IN-HOSPITAL OUTCOMES OF PERCUTANEOUS CORONARY INTERVENTION WITH DRUG ELUTING STENTS IN PATIENTS WITH LOCALIZED AND METASTATIC CANCER: AN ANALYSIS OF THE NATIONAL INPATIENT SAMPLE.

Presenter

Juan Del Cid Fratti MD MS, MD MSc, The University of Washington, Peoria, IL
Juan Del Cid Fratti MD MS, MD MSc1, Miguel Salazar, MD2, Varun Vanka, MD3, Ezequiel Munoz, MD4 and Sudhir Mungee, M.D., FACC, FSCAI4, (1)The University of Washington, Peoria, IL, (2)Cleveland Clinic, Cleveland, OH, (3)OSF St. Francis Medical Center/UICOMP, Peoria, IL, IL, (4)University of Illinois College of Medicine at Peoria, Peoria, IL

Keywords: Acute Coronary Syndromes (ACS), Complications and Quality

Background

Patients with localized and advanced malignancy are usually excluded from RCT of drug-eluting stents (DES) and anti-platelet therapy. We aimed to evaluate short term outcomes of percutaneous coronary intervention (PCI) with DES in patients with localized and metastatic malignancy.

Methods

Analysis from the National inpatient sample 2016-2018 of patients with localized and advanced malignancy admitted for a PCI with DES. Primary outcome was in-hospital mortality. Secondary outcomes were post-procedural complications and healthcare-utilization. Multivariate regression analysis was performed to adjust for confounders.

Results

A total of weighted 1, 244, 550 PCI with DES were performed. 97.9 % in patients without cancer, 1.6% (n=21,125) patients with localized cancer and 0.3 % (n=4,765) with metastatic cancer.
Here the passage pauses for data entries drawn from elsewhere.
//! ECMA-335 physical metadata parsing.
//!
//! Entry point is [`Metadata::parse`], which reads the metadata root, walks
//! the stream directory and wires up zero-copy views over the streams the
//! crate interprets: the `#~` tables stream and the `#Strings` and `#Blob`
//! heaps. The `#GUID` and `#US` heaps are validated by the stream directory
//! but not read.

pub mod root;
pub mod streams;
pub mod tables;
pub mod token;

use crate::{
    metadata::{
        root::Root,
        streams::{Blob, Strings, TablesHeader},
    },
    Result,
};

/// Parsed managed metadata: the root plus typed views over its streams.
///
/// Borrows the metadata block it was parsed from; no stream data is copied.
pub struct Metadata<'a> {
    root: Root<'a>,
    strings: Option<Strings<'a>>,
    blob: Option<Blob<'a>>,
    tables: Option<TablesHeader<'a>>,
}

impl<'a> Metadata<'a> {
    /// Parse a metadata block, starting at the root signature.
    ///
    /// ## Arguments
    /// * `data` - The raw metadata block, as located by the CLI header
    ///
    /// # Errors
    /// Returns an error if the root header or any present stream is malformed.
    pub fn parse(data: &'a [u8]) -> Result<Metadata<'a>> {
        let root = Root::read(data)?;

        let mut strings = None;
        let mut blob = None;
        let mut tables = None;

        for header in &root.stream_headers {
            let stream_data = &data[header.offset as usize..(header.offset + header.size) as usize];

            match header.name {
                "#Strings" => strings = Some(Strings::from(stream_data)?),
                "#Blob" => blob = Some(Blob::from(stream_data)?),
                "#~" => tables = Some(TablesHeader::from(stream_data)?),
                // #GUID and #US carry nothing test discovery needs
                _ => {}
            }
        }

        Ok(Metadata {
            root,
            strings,
            blob,
            tables,
        })
    }

    /// The metadata root header.
    #[must_use]
    pub fn root(&self) -> &Root<'a> {
        &self.root
    }

    /// The `#Strings` heap.
    ///
    /// # Errors
    /// Returns an error if the image carries no `#Strings` stream.
    pub fn strings(&self) -> Result<&Strings<'a>> {
        match &self.strings {
            Some(strings) => Ok(strings),
            None => Err(malformed_error!("Image has no #Strings stream")),
        }
    }

    /// The `#Blob` heap.
    ///
    /// # Errors
    /// Returns an error if the image carries no `#Blob` stream.
    pub fn blob(&self) -> Result<&Blob<'a>> {
        match &self.blob {
            Some(blob) => Ok(blob),
            None => Err(malformed_error!("Image has no #Blob stream")),
        }
    }

    /// The `#~` tables stream.
    ///
    /// # Errors
    /// Returns an error if the image carries no `#~` stream.
    pub fn tables(&self) -> Result<&TablesHeader<'a>> {
        match &self.tables {
            Some(tables) => Ok(tables),
            None => Err(malformed_error!("Image has no #~ stream")),
        }
    }
}
//! Managed-metadata location within a PE/COFF image.
//!
//! Orchestrates the header decoders in [`crate::file::pe`] to compute the
//! absolute offset and length of the embedded ECMA-335 metadata blob:
//!
//! 1. Skip the MS-DOS stub, classifying the image as PE or plain COFF.
//! 2. Read the COFF header and, for PE images, the optional header with its
//!    CLI data directory.
//! 3. Read the section table.
//! 4. For PE images, resolve the CLI directory RVA to a physical offset, read
//!    the COR header there, and resolve its metadata directory the same way.
//!    For COFF object files, find the section literally named `.cormeta`.
//!
//! RVA resolution never crosses a section boundary and the final span is
//! validated against the image length before anything is handed out; a
//! violation rejects the whole image.

use crate::{
    file::{
        parser::Parser,
        pe::{CoffHeader, CorHeader, DirectoryEntry, DosStub, PeHeader, SectionHeader,
            SIZE_OF_COR_HEADER},
    },
    Result,
};

/// Name of the section carrying metadata in plain COFF object files.
const COR_META_SECTION: &str = ".cormeta";

/// Resolved position of the metadata blob within an image.
///
/// Derived, never stored: `size > 0` and `offset + size <= image length` hold
/// for every value this module produces.
#[derive(Debug, Clone, Copy, PartialEq, Eq)]
pub struct MetadataLocation {
    /// Absolute offset of the metadata blob within the image buffer
    pub offset: u64,
    /// Size of the metadata blob in bytes
    pub size: u64,
}

/// Locate the metadata blob in `data`.
///
/// `loaded` selects the offset math: for an already-loaded in-memory image,
/// RVAs are valid offsets as-is and section virtual extents apply; for an
/// on-disk byte-for-byte file, RVAs translate through `pointer_to_raw_data`
/// and raw-data sizes apply.
///
/// # Errors
/// Returns [`crate::Error::UnknownFileFormat`] / [`crate::Error::UnsupportedPeMagic`]
/// for unrecognized containers, [`crate::Error::InvalidSectionCount`] for a
/// negative section count, [`crate::Error::OutOfBounds`] for truncated headers
/// and [`crate::Error::Malformed`] when the CLI or metadata directory is
/// absent, resolves outside every section, would cross a section boundary, or
/// produces a span outside the image.
pub fn locate_metadata(data: &[u8], loaded: bool) -> Result<MetadataLocation> {
    if data.is_empty() {
        return Err(crate::Error::Empty);
    }

    let mut parser = Parser::new(data);

    let stub = DosStub::skip(&mut parser)?;
    let coff_only = stub == DosStub::CoffOnly;

    let coff = CoffHeader::read(&mut parser)?;
    if coff.number_of_sections < 0 {
        return Err(crate::Error::InvalidSectionCount(coff.number_of_sections));
    }

    let cor_directory = if coff_only {
        None
    } else {
        Some(PeHeader::read(&mut parser)?.cor_header_table_directory)
    };

    let mut sections = Vec::with_capacity(coff.number_of_sections as usize);
    for _ in 0..coff.number_of_sections {
        sections.push(SectionHeader::read(&mut parser)?);
    }

    let (start, size) = if coff_only {
        let Some(section) = sections.iter().find(|s| s.name == COR_META_SECTION) else {
            return Err(malformed_error!(
                "Image does not contain managed metadata (no {} section)",
                COR_META_SECTION
            ));
        };

        if loaded {
            (u64::from(section.virtual_address), u64::from(section.virtual_size))
        } else {
            (
                u64::from(section.pointer_to_raw_data),
                u64::from(section.size_of_raw_data),
            )
        }
    } else {
        let directory = cor_directory.unwrap_or(DirectoryEntry {
            relative_virtual_address: 0,
            size: 0,
        });
        if directory.is_absent() {
            return Err(malformed_error!(
                "Image does not contain managed metadata (no CLI directory)"
            ));
        }
        if directory.size < SIZE_OF_COR_HEADER {
            return Err(malformed_error!(
                "Invalid COR header size: {}",
                directory.size
            ));
        }

        let cor_offset = directory_offset(&sections, &directory, loaded)?;
        parser.seek(cor_offset as usize)?;
        let cor_header = CorHeader::read(&mut parser)?;

        let metadata_directory = cor_header.metadata_directory;
        if metadata_directory.is_absent() {
            return Err(malformed_error!(
                "Image does not contain managed metadata (empty metadata directory)"
            ));
        }

        let metadata_offset = directory_offset(&sections, &metadata_directory, loaded)?;
        (metadata_offset, u64::from(metadata_directory.size))
    };

    let image_length = data.len() as u64;
    if size == 0 || start >= image_length || start + size > image_length {
        return Err(malformed_error!(
            "Metadata span [{}, +{}] exceeds image of {} bytes",
            start,
            size,
            image_length
        ));
    }

    Ok(MetadataLocation {
        offset: start,
        size,
    })
}

/// Resolve a directory's RVA to a physical offset via the section table.
///
/// Linear scan, first section whose virtual range contains the RVA; the
/// directory must fit within that section's remaining virtual size (reads
/// never cross into the next section).
fn directory_offset(
    sections: &[SectionHeader],
    directory: &DirectoryEntry,
    loaded: bool,
) -> Result<u64> {
    let rva = directory.relative_virtual_address;

    let Some(section) = sections.iter().find(|s| s.contains_rva(rva)) else {
        return Err(malformed_error!(
            "Directory RVA {:#x} is outside every section",
            rva
        ));
    };

    let relative_offset = rva - section.virtual_address;
    if directory.size > section.virtual_size - relative_offset {
        return Err(malformed_error!("Section too small"));
    }

    if loaded {
        Ok(u64::from(rva))
    } else {
        Ok(u64::from(section.pointer_to_raw_data) + u64::from(relative_offset))
    }
}

#[cfg(test)]
mod tests {
    use super::*;

    fn section(name: &'static str, va: u32, vsize: u32, raw_ptr: u32, raw_size: u32) -> SectionHeader<'static> {
        SectionHeader {
            name,
            virtual_size: vsize,
            virtual_address: va,
            size_of_raw_data: raw_size,
            pointer_to_raw_data: raw_ptr,
        }
    }

    #[test]
    fn directory_offset_on_disk() {
        let sections = vec![section(".text", 0x2000, 0x1000, 0x200, 0x1000)];
        let directory = DirectoryEntry {
            relative_virtual_address: 0x2050,
            size: 0x100,
        };

        let offset = directory_offset(&sections, &directory, false).unwrap();
        assert_eq!(offset, 0x250);
    }

    #[test]
    fn directory_offset_loaded() {
        let sections = vec![section(".text", 0x2000, 0x1000, 0x200, 0x1000)];
        let directory = DirectoryEntry {
            relative_virtual_address: 0x2050,
            size: 0x100,
        };

        let offset = directory_offset(&sections, &directory, true).unwrap();
        assert_eq!(offset, 0x2050);
    }

    #[test]
    fn directory_offset_outside_sections() {
        let sections = vec![section(".text", 0x2000, 0x1000, 0x200, 0x1000)];
        let directory = DirectoryEntry {
            relative_virtual_address: 0x5000,
            size: 0x100,
        };

        assert!(directory_offset(&sections, &directory, false).is_err());
    }

    #[test]
    fn directory_offset_crosses_section() {
        let sections = vec![
            section(".text", 0x2000, 0x1000, 0x200, 0x1000),
            section(".data", 0x3000, 0x1000, 0x1200, 0x1000),
        ];
        // starts inside .text but extends past its virtual size
        let directory = DirectoryEntry {
            relative_virtual_address: 0x2F00,
            size: 0x200,
        };

        assert!(directory_offset(&sections, &directory, false).is_err());
    }

    #[test]
    fn empty_input() {
        assert!(matches!(
            locate_metadata(&[], false),
            Err(crate::Error::Empty)
        ));
    }
}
Patients with cancer were more likely to be males, older, whites, have higher comorbidity index, to have higher income, to use more Medicare, to be admitted to large hospitals. After multivariate regression analysis patients with localized malignancy did not have any difference in mortality or post-procedural complications. Patients with metastatic malignancy have higher in-hospital mortality, healthcare utilization cost and LOS, and need of blood products.

Conclusions

Patients with metastatic malignancy have higher in-hospital mortality when compared to patients without cancer most likely not related to procedure. Patients with localized or advanced malignancy do not have higher post-procedural complications. Blood transfusion is higher in patients with malignancy but is not related to post-procedural bleeding.